Por otra, se ha dejado jugar a los llamados estabilizadores automáticos
de forma que la economía europea ha recibido un estímulo
fiscal no discrecional.
En lo que se refiere a los fundamentos económicos cabe señalar
que los salarios se han comportado moderadamente, lo que ha tenido
su reflejo en la favorable evolución del empleo, la inflación
corregida de factores estacionales es baja, y las cuentas públicas,
las de las familias, las de las empresas y las exteriores están
saneadas.
Contrariamente, la situación de EE.UU. suscita ciertas dudas
sobre la fortaleza de la recuperación. Los desequilibrios
financieros privados no se han corregido sensiblemente y persiste
un elevado exceso de capacidad. Así, existe el riesgo de
que la recuperación iniciada por la reposición de
stocks no se vea acompañada por el incremento de la inversión
empresarial, antes de que el consumo empiece a mostrar signos de
debilidad y tras una breve recuperación se vuelva a una desaceleración
de la actividad.
Por otra parte, la situación en Japón sigue siendo
muy delicada. La persistencia del proceso deflacionista está
deteriorando la solvencia del sistema financiero, las autoridades
económicas no tiene margen para usar instrumentos de demanda,
y las necesarias reformas estructurales no adquieren el empuje necesario.
Por tanto, Europa tiene ante si una oportunidad de jugar un papel
importante en la recuperación económica internacional.
Para ello resulta esencial que se adopte una política económica
que dé confianza a los mercados y permita la consolidación
de la incipiente recuperación.
4.- ¿Dónde están realmente
los motores que puedan ponernos en el camino de la recuperación?
Las debilidades en Europa no provienen del lado de los estímulos
de los instrumentos de demanda. Los problemas pueden provenir del
lado de la oferta. Europa tiene que comprometerse firmemente con
la reforma económica y mostrar su voluntad de liberalizar
e incrementar la competencia en sus mercados de productos. Avanzar
en la integración y desarrollo de sus mercados de capitales
y modernizar sus mercados laborales.
La mayor competencia dará nuevas oportunidades de inversión
a las empresas europeas, introducirá mecanismos de flexibilidad
en las estrategias empresariales y mejorará sus expectativas
de beneficios. En definitiva, impulsará la formación
bruta de capital, la producción y el empleo, y permitirá
la consolidación de la recuperación.
5.- ¿Se están aplicando las políticas
oportunas para conseguir ese objetivo?
En general, creo que sí. La respuesta rápida y contundente
parece adecuada tanto en el ámbito monetario como fiscal.

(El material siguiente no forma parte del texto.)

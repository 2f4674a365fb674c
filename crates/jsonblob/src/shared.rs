use alloc::sync::Arc;
use core::ops::Deref;

use crate::document::Document;

/// A cheaply clonable handle to a [`Document`].
///
/// Clones share one buffer until one of them asks for mutable access, at
/// which point that handle gets a private copy. Other handles never observe
/// the edit.
///
/// ```
/// use jsonblob::{Document, SharedDocument, Value};
///
/// let a = SharedDocument::new(Document::new_array());
/// let mut b = a.clone();
/// b.make_mut().push(&Value::Null).unwrap();
/// assert_eq!(a.len(), 0);
/// assert_eq!(b.len(), 1);
/// ```
#[derive(Debug, Clone)]
pub struct SharedDocument {
    inner: Arc<Document>,
}

impl SharedDocument {
    #[must_use]
    pub fn new(doc: Document) -> Self {
        Self { inner: Arc::new(doc) }
    }

    /// Whether another handle currently shares this buffer.
    #[must_use]
    pub fn is_shared(&self) -> bool {
        Arc::strong_count(&self.inner) > 1
    }

    /// Mutable access, detaching from other handles first.
    pub fn make_mut(&mut self) -> &mut Document {
        if self.is_shared() {
            tracing::trace!(size = self.inner.size(), "detaching shared document");
        }
        Arc::make_mut(&mut self.inner)
    }

    /// Unwraps the document, copying it if it is still shared.
    #[must_use]
    pub fn into_inner(self) -> Document {
        Arc::unwrap_or_clone(self.inner)
    }
}

impl Deref for SharedDocument {
    type Target = Document;

    fn deref(&self) -> &Document {
        &self.inner
    }
}

impl From<Document> for SharedDocument {
    fn from(doc: Document) -> Self {
        Self::new(doc)
    }
}

#[cfg(test)]
mod tests {
    use super::*;
    use crate::Value;

    #[test]
    fn edits_detach_from_other_handles() {
        let mut original = Document::new_object();
        original.insert_key("k", &Value::from(1)).unwrap();
        let first = SharedDocument::new(original);
        let mut second = first.clone();
        assert!(first.is_shared());

        second.make_mut().insert_key("k", &Value::from(2)).unwrap();
        assert!(!first.is_shared());
        assert!(!second.is_shared());
        assert_eq!(first.value_at(&crate::path!["k"]), Value::from(1));
        assert_eq!(second.value_at(&crate::path!["k"]), Value::from(2));
    }

    #[test]
    fn unshared_handles_edit_in_place() {
        let mut handle = SharedDocument::from(Document::new_array());
        let before = core::ptr::from_ref(&*handle);
        handle.make_mut().push(&Value::from(true)).unwrap();
        assert_eq!(core::ptr::from_ref(&*handle), before);
        assert_eq!(handle.into_inner().len(), 1);
    }
}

Además, creo que el Consejo ECOFIN en su reunión
de marzo pasado aprobó un documento que identifica de forma
clara la respuesta de política económica que debe
darse, en su dimensión macro y sobre todo en las cuestiones
relacionadas con la reforma económica.
Se trata de un compromiso sobre reformas en áreas en las
que se hasta ahora se había avanzado menos, incidiéndose
en aspectos que van desde el sector energético hasta la modernización
de las instituciones del mercado de trabajo. Es importante que Europa
no deje pasar esta ocasión y que Barcelona de un mensaje
claro de voluntad de reforma, que de credibilidad en el diseño
de la política económica, y permita que se consolide
la incipiente fase de crecimiento económico.